• [Task instructions]:
Each record must reappear in the answer exactly as it is written.

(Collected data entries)
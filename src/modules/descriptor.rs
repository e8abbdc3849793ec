use super::ModuleLoadError;
use serde::{Deserialize, Serialize};
use std::fs;
use std::path::{Path, PathBuf};

/// Contents of the companion framework module that sits beside a target.
#[derive(Debug, Clone, PartialEq, Eq, Serialize, Deserialize)]
pub struct FrameworkDescriptor {
    pub framework: String,
    /// Fully-qualified controller type name.
    pub controller: String,
    #[serde(default)]
    pub api_version: Option<u32>,
    /// Isolation host executable, relative to the descriptor's directory.
    #[serde(default)]
    pub host: Option<PathBuf>,
    #[serde(default)]
    pub host_args: Vec<String>,
}

impl FrameworkDescriptor {
    pub fn from_path(path: &Path) -> Result<Self, ModuleLoadError> {
        let raw = fs::read_to_string(path).map_err(|source| ModuleLoadError::Read {
            path: path.display().to_string(),
            source,
        })?;
        let descriptor: Self =
            serde_yaml::from_str(&raw).map_err(|source| ModuleLoadError::Descriptor {
                path: path.display().to_string(),
                source,
            })?;
        descriptor.validate(path)?;
        Ok(descriptor)
    }

    fn validate(&self, path: &Path) -> Result<(), ModuleLoadError> {
        let invalid = |reason: &str| ModuleLoadError::InvalidDescriptor {
            path: path.display().to_string(),
            reason: reason.to_string(),
        };
        if self.framework.trim().is_empty() {
            return Err(invalid("`framework` must be non-empty"));
        }
        if self.controller.trim().is_empty() {
            return Err(invalid("`controller` must be non-empty"));
        }
        if let Some(host) = &self.host {
            if host.as_os_str().is_empty() {
                return Err(invalid("`host` must be non-empty when set"));
            }
        }
        Ok(())
    }

    pub fn host_path(&self, framework_dir: &Path) -> Option<PathBuf> {
        self.host.as_ref().map(|host| {
            if host.is_absolute() {
                host.clone()
            } else {
                framework_dir.join(host)
            }
        })
    }
}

• [Your solution]:
filename src/modules/descriptor.rs
repository e8abbdc3849793ec
use super::ModuleLoadError;
use serde::{Deserialize, Serialize};
use std::fs;
use std::path::{Path, PathBuf};

/// Contents of the companion framework module that sits beside a target.
#[derive(Debug, Clone, PartialEq, Eq, Serialize, Deserialize)]
pub struct FrameworkDescriptor {
    pub framework: String,
    /// Fully-qualified controller type name.
    pub controller: String,
    #[serde(default)]
    pub api_version: Option<u32>,
    /// Isolation host executable, relative to the descriptor's directory.
    #[serde(default)]
    pub host: Option<PathBuf>,
    #[serde(default)]
    pub host_args: Vec<String>,
}

impl FrameworkDescriptor {
    pub fn from_path(path: &Path) -> Result<Self, ModuleLoadError> {
        let raw = fs::read_to_string(path).map_err(|source| ModuleLoadError::Read {
            path: path.display().to_string(),
            source,
        })?;
        let descriptor: Self =
            serde_yaml::from_str(&raw).map_err(|source| ModuleLoadError::Descriptor {
                path: path.display().to_string(),
                source,
            })?;
        descriptor.validate(path)?;
        Ok(descriptor)
    }

    fn validate(&self, path: &Path) -> Result<(), ModuleLoadError> {
        let invalid = |reason: &str| ModuleLoadError::InvalidDescriptor {
            path: path.display().to_string(),
            reason: reason.to_string(),
        };
        if self.framework.trim().is_empty() {
            return Err(invalid("`framework` must be non-empty"));
        }
        if self.controller.trim().is_empty() {
            return Err(invalid("`controller` must be non-empty"));
        }
        if let Some(host) = &self.host {
            if host.as_os_str().is_empty() {
                return Err(invalid("`host` must be non-empty when set"));
            }
        }
        Ok(())
    }

    pub fn host_path(&self, framework_dir: &Path) -> Option<PathBuf> {
        self.host.as_ref().map(|host| {
            if host.is_absolute() {
                host.clone()
            } else {
                framework_dir.join(host)
            }
        })
    }
}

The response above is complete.